Quantcast

«

»

Jun 21 2014

Why Tech Companies Don’t Understand Online Abuse

[Content note: online harassment and threats]

I’ve been hearing from several people, such as @thetrudz and Oolon, that Twitter is now making tweets with links to other tweets show up in the mentions of the person whose tweet is linked to. I tested it myself and it didn’t happen, so I’m guessing the feature is being rolled out gradually.

I haven’t seen any announcement about this yet, but assuming it’s accurate and happening, I think this is a good opportunity to talk about what I see as a fundamental disconnect between how tech companies and their employees see things, and how people like me and my friends and fellow writers see things.

A lot of the Twitter/Facebook/etc ethos is all about sharing and openness. Sure, there are some privacy settings; you can make your Facebook posts friends-only or certain-lists-only, and you can make your tweets protected. But otherwise, Facebook and Twitter and their respective engineers and designers really don’t grok how crucial privacy is for a lot of people.
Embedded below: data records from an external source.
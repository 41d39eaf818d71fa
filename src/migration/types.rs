//! Types for the migration system.

use crate::execution::ExecutionError;
use crate::mods::{CatalogError, Mod, Step};
use serde::Serialize;
use std::sync::mpsc;
use thiserror::Error;
use tracing::{debug, error, info, warn};

/// Error types for migration operations.
#[derive(Error, Debug)]
pub enum MigrationError {
    #[error("Catalog error: {0}")]
    CatalogError(#[from] CatalogError),

    #[error("A database update is already running")]
    AlreadyRunning,
}

/// Why a step failed.
#[derive(Error, Debug, Clone)]
pub enum StepError {
    #[error("{0}")]
    Execution(#[from] ExecutionError),

    #[error("SQL execution failed")]
    ExecutionFailed,

    #[error("Could not read external SQL file {path}: {message}")]
    ExternalSql { path: String, message: String },

    #[error("Unsupported step type: {0}")]
    Unsupported(String),

    #[error("Mod chain error: {0}")]
    Chain(String),

    #[error("No mod from version {from} to version {to}")]
    ModNotFound { from: String, to: String },

    #[error("Mod chains nested deeper than {0} levels")]
    ChainTooDeep(usize),

    #[error("Mod {from} -> {to} failed: {source}")]
    ModFailed {
        from: String,
        to: String,
        source: Box<StepError>,
    },
}

impl From<CatalogError> for StepError {
    fn from(e: CatalogError) -> Self {
        StepError::Chain(e.to_string())
    }
}

/// The identifying details of a mod, as reported in events.
#[derive(Debug, Clone, PartialEq, Eq, Serialize)]
#[serde(rename_all = "camelCase")]
pub struct ModSnapshot {
    pub author: String,
    pub date: String,
    pub comment: String,
    pub from: String,
    pub to: String,
    pub schema: u32,
}

impl From<&Mod> for ModSnapshot {
    fn from(m: &Mod) -> Self {
        Self {
            author: m.author.clone(),
            date: m.date.clone(),
            comment: m.comment.clone(),
            from: m.from_concat(),
            to: m.to_concat(),
            schema: m.schema,
        }
    }
}

/// A step within its mod, as reported in events.
#[derive(Debug, Clone, PartialEq, Eq, Serialize)]
#[serde(rename_all = "camelCase")]
pub struct StepSnapshot {
    pub author: String,
    pub mod_from: String,
    pub mod_to: String,
    /// 1-based position of the step in its mod.
    pub step_number: usize,
    pub step_type: String,
    pub step_content: String,
}

impl StepSnapshot {
    pub fn new(m: &Mod, step_number: usize, step: &Step) -> Self {
        Self {
            author: m.author.clone(),
            mod_from: m.from_concat(),
            mod_to: m.to_concat(),
            step_number,
            step_type: step.step_type.to_string(),
            step_content: step.content.clone(),
        }
    }
}

/// Lifecycle notifications, emitted in order while a path is applied.
#[derive(Debug, Clone, PartialEq, Eq, Serialize)]
#[serde(tag = "event", rename_all = "camelCase")]
pub enum MigrationEvent {
    #[serde(rename_all = "camelCase")]
    StartingApplyMod { mod_info: ModSnapshot },

    #[serde(rename_all = "camelCase")]
    FinishedApplyMod {
        mod_info: ModSnapshot,
        success: bool,
        /// The guard did not apply, so no step ran.
        skipped: bool,
        failed_step: Option<StepSnapshot>,
        error: Option<String>,
    },

    #[serde(rename_all = "camelCase")]
    StartingApplyStep { step: StepSnapshot },

    #[serde(rename_all = "camelCase")]
    FinishedApplyStep {
        step: StepSnapshot,
        success: bool,
        error: Option<String>,
    },

    #[serde(rename_all = "camelCase")]
    SchemaChanged { old_schema: u32, new_schema: u32 },
}

/// Receives lifecycle events synchronously.
pub trait MigrationListener {
    fn on_event(&mut self, event: &MigrationEvent);
}

impl MigrationListener for mpsc::Sender<MigrationEvent> {
    fn on_event(&mut self, event: &MigrationEvent) {
        // A dropped receiver only means nobody is listening any more.
        let _ = self.send(event.clone());
    }
}

/// Reports progress through `tracing`.
#[derive(Debug, Default, Clone, Copy)]
pub struct LoggingListener;

impl MigrationListener for LoggingListener {
    fn on_event(&mut self, event: &MigrationEvent) {
        match event {
            MigrationEvent::StartingApplyMod { mod_info } => {
                info!(
                    from = %mod_info.from,
                    to = %mod_info.to,
                    author = %mod_info.author,
                    "Applying mod"
                );
            }
            MigrationEvent::FinishedApplyMod {
                mod_info,
                success: true,
                skipped,
                ..
            } => {
                info!(from = %mod_info.from, to = %mod_info.to, skipped, "Mod applied");
            }
            MigrationEvent::FinishedApplyMod {
                mod_info,
                failed_step,
                error,
                ..
            } => {
                let step = failed_step.as_ref();
                error!(
                    author = %mod_info.author,
                    from = %mod_info.from,
                    to = %mod_info.to,
                    step_number = step.map(|s| s.step_number).unwrap_or(0),
                    step_type = step.map(|s| s.step_type.as_str()).unwrap_or(""),
                    step_content = step.map(|s| s.step_content.as_str()).unwrap_or(""),
                    error = error.as_deref().unwrap_or("unknown error"),
                    "Mod failed"
                );
            }
            MigrationEvent::StartingApplyStep { step } => {
                debug!(
                    step_number = step.step_number,
                    step_type = %step.step_type,
                    "Applying step"
                );
            }
            MigrationEvent::FinishedApplyStep { step, success, .. } => {
                debug!(step_number = step.step_number, success, "Step finished");
            }
            MigrationEvent::SchemaChanged {
                old_schema,
                new_schema,
            } => {
                warn!(old_schema, new_schema, "Schema changed");
            }
        }
    }
}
You saw this, too, when Twitter briefly changed its block functionality to allow blocked users to continue to follow and RT their blockers; the blockers just wouldn’t know that they did so. After a large backlash, Twitter reversed the change.

Likewise with the recent Storify controversy, where neither Twitter nor Storify’s upper management could understand why people were so upset about being sent notifications that their tweets were being Storified, and why they were so upset that someone who had been reported many times for harassment and abuse could continue to use Storify and to archive others’ tweets using it. Eventually the service finally blocked online stalker Elevatorgate’s ability to send notifications to the users whose tweets he would creepily Storify dozens of times per day, but they still did not deactivate his account, even though it should have been painfully obvious to anyone who engaged with the critiques even marginally that the Elevatorgate account was intended to intimidate women.

And now with this apparent change. Whoever at Twitter decided to rewrite the code so that links to tweets appear in the OP’s mentions probably thought, “Oh hey, here’s another way to help people participate in conversations!” Whereas many people who link to tweets rather than replying or retweeting are probably thinking, “I really need to talk about this thing that’s going on while flying under the radar of the scary/horrible person who said it.”

Here’s the thing: not everyone wants to see everything that’s being said about them. Not everyone wants anyone whose tweets or work they’re trying to discuss to necessarily have easy access to the posts, even if they understand that the posts are public and could theoretically be found by the person they’re about. That’s why many people consider it a Twitter faux pas to respond to someone’s criticism of someone by tagging that person into the conversation when they hadn’t previously been. I don’t always want every asshole comedian or conservative writer to have easy access to the things I say about them, even though I accept that there’s a certain risk that they’ll stumble upon the posts. It’s just like, don’t make it easier for them, kay?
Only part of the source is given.